The growth of remittances in 2023 was particularly high in Latin America and the Caribbean (8 percent) because of a historically low rate of unemployment in the United States, and in South Asia (7.2 percent), largely due to a continued increase in remittances to India . Remittances’ growth in 2023 was more moderate in East Asia and the Pacific (3.0 percent), although excluding China growth was 7 percent, and in Sub-Saharan Africa (1.9 percent), the same rate of increase as Nigeria, the region’s largest recipient of remittances. After the huge, likely one-time money transfers from the Russian Federation to Europe and Central Asia in 2022, remittances to that region declined by 1.4 percent in 2023; the flows in the region were impacted by movement of oil prices and in particular, a weakening of the ruble against the US dollar. Remittances fell by 5.3 percent in the Middle East and North Africa, in part because large differences between the official and parallel exchange rate in some countries encouraged the diversion of flows to unofficial channels.
In 2024, remittance flows to LMICs is expected to slow to 2.4 percent mostly reflecting a slowing of economic growth in several high-income countries. The risks to this forecast are tilted to the downside, given the potential for a further deterioration in the war in Ukraine and the conflict in the Middle East, increased volatility in oil prices and currency exchange rates, and a deeper-than-expected economic downturn in major high-income countries.
The cost of sending remittances to developing regions remained high in the second quarter of 2023, at 6.2 percent—more than twice the Sustainable Development Goal target of 3 percent by 2030. Average costs remained the highest in Sub-Saharan Africa (7.9 percent) and the lowest in South Asia (4.3 percent). Only two of the G20 (Group of Twenty) countries (the Republic of Korea and Saudi Arabia) met the G20 goal of reducing remittance costs to 5 percent.

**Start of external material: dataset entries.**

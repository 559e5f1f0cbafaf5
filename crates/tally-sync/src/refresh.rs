//! # View Refresh
//!
//! Pulls the authoritative contents of one view and stores it, keeping any
//! still-queued mutations visible on top.
//!
//! ```text
//!   seen = cache.generation()
//!   gateway.list(view) ──► overlay pending ops ──► cache.replace_if_unchanged(view, seen)
//!                                                       │
//!                         written meanwhile? ──► keep the cached view
//! ```
//!
//! A write that lands while the fetch is in flight (an offline create, a
//! drain confirming an operation) is newer than the fetched list, so the
//! list is dropped rather than stored over it.

use std::sync::Arc;
use std::time::Duration;
use tracing::debug;

use tally_core::overlay::apply_pending;
use tally_core::{EntityKind, Record, ViewKey};
use tally_store::{CacheStore, PendingOperationQueue};

use crate::error::SyncResult;
use crate::gateway::{with_timeout, RemoteGateway};
use crate::observer::SyncObserver;

/// Refreshes cached views of one entity type. Cheap to clone, so it can be
/// moved into background tasks.
#[derive(Clone)]
pub struct ViewRefresher {
    entity: EntityKind,
    cache: Arc<CacheStore>,
    queue: Arc<PendingOperationQueue>,
    gateway: Arc<dyn RemoteGateway>,
    observer: Arc<dyn SyncObserver>,
    call_timeout: Duration,
}

impl ViewRefresher {
    pub fn new(
        cache: Arc<CacheStore>,
        queue: Arc<PendingOperationQueue>,
        gateway: Arc<dyn RemoteGateway>,
        observer: Arc<dyn SyncObserver>,
        call_timeout: Duration,
    ) -> Self {
        ViewRefresher {
            entity: cache.entity(),
            cache,
            queue,
            gateway,
            observer,
            call_timeout,
        }
    }

    /// Fetches `view`, overlays pending operations and replaces the cached
    /// copy. Returns what the cache now holds for the view.
    ///
    /// Gateway failures are returned; cache and queue failures only degrade
    /// (the fetched data is still returned).
    pub async fn refresh(&self, view: &ViewKey) -> SyncResult<Vec<Record>> {
        let seen = self.cache.generation();
        let mut records = with_timeout(self.call_timeout, self.gateway.list(view)).await?;
        let fetched = records.len();

        match self.queue.peek_all().await {
            Ok(pending) => apply_pending(self.entity, view, &mut records, &pending),
            Err(e) => self
                .observer
                .cache_degraded(self.entity, "read pending queue", &e.to_string()),
        }

        match self.cache.replace_if_unchanged(view, &records, seen).await {
            Ok(true) => {}
            Ok(false) => match self.cache.read(view).await {
                Ok(Some(cached)) => {
                    debug!(entity = %self.entity, view = %view, "Fetched view superseded by a local write");
                    return Ok(cached);
                }
                Ok(None) => {}
                Err(e) => self
                    .observer
                    .cache_degraded(self.entity, "read view", &e.to_string()),
            },
            Err(e) => self
                .observer
                .cache_degraded(self.entity, "store refreshed view", &e.to_string()),
        }

        debug!(
            entity = %self.entity,
            view = %view,
            fetched,
            stored = records.len(),
            "View refreshed"
        );
        Ok(records)
    }
}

Despite the crises and uncertainties, remittances have emerged as the premier source of finance for LMICs, exceeding the more volatile foreign direct investment flows in 2023 by more than $250 billion. A special section in the brief is dedicated to describe how diaspora finances can be mobilized for development and strengthening a country’s debt position. Diaspora bonds can be structured to directly tap diaspora savings held in foreign destinations. Many countries provide for nonresident deposits to attract foreign-currency-denominated diaspora savings. Such deposits can be large. For example, India has had a nonresident deposit program for the past few decades, with total deposits equaling $143 billion in September 2023. However, unlike diaspora bonds, such savings tend to be short term and volatile, and are therefore not appropriate tools for financing long-term development projects.

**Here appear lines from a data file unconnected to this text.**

impl<T> MutationOutcome<T> {
    pub fn status(&self) -> MutationStatus {
        match self {
            MutationOutcome::Confirmed(_) => MutationStatus::Confirmed,
            MutationOutcome::Queued { .. } => MutationStatus::Queued,
        }
    }

    pub fn is_queued(&self) -> bool {
        matches!(self, MutationOutcome::Queued { .. })
    }

    pub fn value(&self) -> &T {
        match self {
            MutationOutcome::Confirmed(value) => value,
            MutationOutcome::Queued { value, .. } => value,
        }
    }

    pub fn into_value(self) -> T {
        match self {
            MutationOutcome::Confirmed(value) => value,
            MutationOutcome::Queued { value, .. } => value,
        }
    }

    /// Sequence number of the queued operation, if queued.
    pub fn queued_seq(&self) -> Option<u64> {
        match self {
            MutationOutcome::Confirmed(_) => None,
            MutationOutcome::Queued { seq, .. } => Some(*seq),
        }
    }
}

// =============================================================================
// Unit Tests
// =============================================================================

Future inflows of remittances can be used as collateral to lower the costs of international borrowing for national banks in developing countries. Remittances also can play an important role in improving a country’s ability to repay debt, due to their large size relative to other sources of foreign exchange, countercyclical nature, and indirect contribution to public finances (e.g., by increasing revenues from consumption taxes, as well as seigniorage revenues as remittances are deposited in the banking system). The contribution of remittances to debt sustainability in low-income countries was recognized in the 2017 revision to the International Monetary Fund/World Bank debt sustainability analysis framework. This change was associated with a significant improvement in the evaluation of debt sustainability in some countries with large remittance inflows. Similarly, econometric results show that the inclusion of remittances in the denominator of the debt-to-export ratio in middle-income countries with large remittance receipts would improve the sovereign rating by one notch.